■ The task ■
Once a line is found to contain "Debug", copy it out of the listing.

■ Extracted records ■

==================================================

use std::collections::{BTreeMap, BTreeSet};

use eframe::egui::Color32;
use palette::{Hsl, IntoColor, Srgb};

use crate::data::model::Facet;

// ---------------------------------------------------------------------------
// Color palette generator
// ---------------------------------------------------------------------------

/// Generates `n` visually distinct colours using evenly spaced hues.
pub fn generate_palette(n: usize) -> Vec<Color32> {
    if n == 0 {
        return Vec::new();
    }
    (0..n)
        .map(|i| {
            let hue = (i as f32 / n as f32) * 360.0;
            let hsl = Hsl::new(hue, 0.75, 0.55);
            let rgb: Srgb = hsl.into_color();
            Color32::from_rgb(
                (rgb.red * 255.0) as u8,
                (rgb.green * 255.0) as u8,
                (rgb.blue * 255.0) as u8,
            )
        })
        .collect()
}

// ---------------------------------------------------------------------------
// Color mapping: facet value → Color32
// ---------------------------------------------------------------------------

/// Maps the values of one listing facet (make, district, …) to distinct
/// colours for the scatter plot and legend.
#[derive(Debug, Clone)]
pub struct ColorMap {
    pub facet: Facet,
    mapping: BTreeMap<String, Color32>,
    default_color: Color32,
}

impl ColorMap {
    pub fn new(facet: Facet, values: &BTreeSet<String>) -> Self {
        let palette = generate_palette(values.len());
        let mapping = values.iter().cloned().zip(palette).collect();

        ColorMap {
            facet,
            mapping,
            default_color: Color32::GRAY,
        }
    }

    /// Colour for a value; unknown and empty values are grey.
    pub fn color_for(&self, value: &str) -> Color32 {
        self.mapping
            .get(value)
            .copied()
            .unwrap_or(self.default_color)
    }
}

#[cfg(test)]
mod tests {
    use super::*;

    #[test]
    fn test_palette_is_distinct() {
        let colors = generate_palette(6);
        assert_eq!(colors.len(), 6);
        let unique: std::collections::HashSet<_> = colors.iter().collect();
        assert_eq!(unique.len(), 6);
        assert!(generate_palette(0).is_empty());
    }

    #[test]
    fn test_unknown_values_are_grey() {
        let values: BTreeSet<String> = ["Honda", "Toyota"].iter().map(|s| s.to_string()).collect();
        let map = ColorMap::new(Facet::Make, &values);
        assert_ne!(map.color_for("Honda"), map.color_for("Toyota"));
        assert_eq!(map.color_for("Lada"), Color32::GRAY);
    }
}
use std::fmt;
use std::str::FromStr;

use serde::{Deserialize, Serialize};

// ---------------------------------------------------------------------------
// CategoryKey – the canonical taxonomy grouping
// ---------------------------------------------------------------------------

/// Canonical vehicle category.
///
/// Three vocabularies name the same concept: the taxonomy key (`"Pickups"`),
/// the URL slug (`"pickups"`) and the listing-form type label
/// (`"Pickup/Double Cab"`). All of them map into this type.
///
/// Variant order is catalog order, so `BTreeMap<CategoryKey, _>` enumerates
/// categories the way the marketplace lists them.
#[derive(Debug, Clone, Copy, PartialEq, Eq, PartialOrd, Ord, Hash, Serialize, Deserialize)]
pub enum CategoryKey {
    #[serde(rename = "Cars")]
    Cars,
    #[serde(rename = "SUVs")]
    Suvs,
    #[serde(rename = "Vans")]
    Vans,
    #[serde(rename = "Motorbikes")]
    Motorbikes,
    #[serde(rename = "Lorries")]
    Lorries,
    #[serde(rename = "Three Wheel")]
    ThreeWheel,
    #[serde(rename = "Pickups")]
    Pickups,
    #[serde(rename = "Heavy-Duty")]
    HeavyDuty,
    #[serde(rename = "Military")]
    Military,
    #[serde(rename = "ATVs")]
    Atvs,
    #[serde(rename = "Side-by-Sides")]
    SideBySides,
    #[serde(rename = "Taxis")]
    Taxis,
    #[serde(rename = "Spare Parts")]
    SpareParts,
}

/// Labels offered by the listing form's "Type" selector, in display order.
pub const TYPE_LABELS: [&str; 10] = [
    "Car",
    "Van",
    "SUV/Jeep",
    "Three Wheel",
    "Pickup/Double Cab",
    "Crew Cab",
    "Lorry/Tipper",
    "Heavy-Duty",
    "Motorcycle",
    "Bus",
];

impl CategoryKey {
    pub const ALL: [CategoryKey; 13] = [
        CategoryKey::Cars,
        CategoryKey::Suvs,
        CategoryKey::Vans,
        CategoryKey::Motorbikes,
        CategoryKey::Lorries,
        CategoryKey::ThreeWheel,
        CategoryKey::Pickups,
        CategoryKey::HeavyDuty,
        CategoryKey::Military,
        CategoryKey::Atvs,
        CategoryKey::SideBySides,
        CategoryKey::Taxis,
        CategoryKey::SpareParts,
    ];

    /// Taxonomy key text, e.g. `"Three Wheel"`.
    pub fn as_str(self) -> &'static str {
        match self {
            CategoryKey::Cars => "Cars",
            CategoryKey::Suvs => "SUVs",
            CategoryKey::Vans => "Vans",
            CategoryKey::Motorbikes => "Motorbikes",
            CategoryKey::Lorries => "Lorries",
            CategoryKey::ThreeWheel => "Three Wheel",
            CategoryKey::Pickups => "Pickups",
            CategoryKey::HeavyDuty => "Heavy-Duty",
            CategoryKey::Military => "Military",
            CategoryKey::Atvs => "ATVs",
            CategoryKey::SideBySides => "Side-by-Sides",
            CategoryKey::Taxis => "Taxis",
            CategoryKey::SpareParts => "Spare Parts",
        }
    }

    /// URL slug, e.g. `"three-wheel"`.
    pub fn slug(self) -> &'static str {
        match self {
            CategoryKey::Cars => "cars",
            CategoryKey::Suvs => "suvs",
            CategoryKey::Vans => "vans",
            CategoryKey::Motorbikes => "motorbikes",
            CategoryKey::Lorries => "lorries",
            CategoryKey::ThreeWheel => "three-wheel",
            CategoryKey::Pickups => "pickups",
            CategoryKey::HeavyDuty => "heavy-duty",
            CategoryKey::Military => "military",
            CategoryKey::Atvs => "atvs",
            CategoryKey::SideBySides => "side-by-sides",
            CategoryKey::Taxis => "taxis",
            CategoryKey::SpareParts => "spare-parts",
        }
    }

    /// Look up a URL slug. Case and surrounding whitespace are ignored.
    pub fn from_slug(slug: &str) -> Option<Self> {
        let slug = slug.trim().to_ascii_lowercase();
        Self::ALL.into_iter().find(|key| key.slug() == slug)
    }

    /// Collapse a listing-form type label onto its taxonomy category.
    pub fn from_type_label(label: &str) -> Option<Self> {
        match label {
            "Car" => Some(CategoryKey::Cars),
            "Van" | "Bus" => Some(CategoryKey::Vans),
            "SUV/Jeep" => Some(CategoryKey::Suvs),
            "Three Wheel" => Some(CategoryKey::ThreeWheel),
            "Pickup/Double Cab" | "Crew Cab" => Some(CategoryKey::Pickups),
            "Lorry/Tipper" => Some(CategoryKey::Lorries),
            "Heavy-Duty" => Some(CategoryKey::HeavyDuty),
            "Motorcycle" => Some(CategoryKey::Motorbikes),
            _ => None,
        }
    }

    /// Classify a stored listing type. Fixture rows carry form labels while
    /// database rows carry the taxonomy key, so both are accepted.
    pub fn from_listing_type(value: &str) -> Option<Self> {
        Self::from_type_label(value)
            .or_else(|| value.parse().ok())
            .or_else(|| Self::from_slug(value))
    }
}

impl fmt::Display for CategoryKey {
    fn fmt(&self, f: &mut fmt::Formatter<'_>) -> fmt::Result {
        f.write_str(self.as_str())
    }
}

#[derive(Debug, Clone, PartialEq, Eq, thiserror::Error)]
#[error("unknown category key: {0:?}")]
pub struct UnknownCategory(pub String);

impl FromStr for CategoryKey {
    type Err = UnknownCategory;

    fn from_str(s: &str) -> Result<Self, Self::Err> {
        Self::ALL
            .into_iter()
            .find(|key| key.as_str() == s)
            .ok_or_else(|| UnknownCategory(s.to_string()))
    }
}

/// Normalise the category context of a page or form.
///
/// A URL slug wins over a type label when both are present. `None` means
/// "no category constraint", never an error.
pub fn resolve_category_key(slug: Option<&str>, type_label: Option<&str>) -> Option<CategoryKey> {
    let slug = slug.filter(|s| !s.is_empty());
    let type_label = type_label.filter(|s| !s.is_empty());
    match (slug, type_label) {
        (Some(slug), _) => CategoryKey::from_slug(slug),
        (None, Some(label)) => CategoryKey::from_type_label(label),
        (None, None) => None,
    }
}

==================================================

■ The answer ■
#[derive(Debug, Clone)]
#[derive(Debug, Clone, Copy, PartialEq, Eq, PartialOrd, Ord, Hash, Serialize, Deserialize)]
#[derive(Debug, Clone, PartialEq, Eq, thiserror::Error)]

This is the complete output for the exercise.